> [EXERCISE AIM]: Count, in the listing that follows, every line containing the word "Deserialize". Give the number by itself.

> [DATASET ENTRIES]:
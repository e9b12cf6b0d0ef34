// SPDX-License-Identifier: MPL-2.0
//! Named capability grants.

use serde::{Deserialize, Serialize};
use std::collections::BTreeMap;

/// Mapping from capability keys to boolean grants.
///
/// Keys that were never granted read as denied.
#[derive(Debug, Clone, Default, PartialEq, Eq, Serialize, Deserialize)]
#[serde(transparent)]
pub struct Permissions(BTreeMap<String, bool>);

impl Permissions {
    #[must_use]
    pub fn new() -> Self {
        Self::default()
    }

    /// Grants `key`.
    #[must_use]
    pub fn with(mut self, key: impl Into<String>) -> Self {
        self.set(key, true);
        self
    }

    /// Sets the grant for `key`, replacing any previous value.
    pub fn set(&mut self, key: impl Into<String>, granted: bool) {
        self.0.insert(key.into(), granted);
    }

    /// Returns true only if `key` is present and granted.
    #[must_use]
    pub fn is_granted(&self, key: &str) -> bool {
        self.0.get(key).copied().unwrap_or(false)
    }

    /// Iterates over granted keys in sorted order.
    pub fn granted(&self) -> impl Iterator<Item = &str> {
        self.0
            .iter()
            .filter(|(_, granted)| **granted)
            .map(|(key, _)| key.as_str())
    }
}

impl From<BTreeMap<String, bool>> for Permissions {
    fn from(map: BTreeMap<String, bool>) -> Self {
        Self(map)
    }
}

impl<K: Into<String>> FromIterator<(K, bool)> for Permissions {
    fn from_iter<I: IntoIterator<Item = (K, bool)>>(iter: I) -> Self {
        Self(iter.into_iter().map(|(k, v)| (k.into(), v)).collect())
    }
}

> [COMPLETED EXERCISE]: 2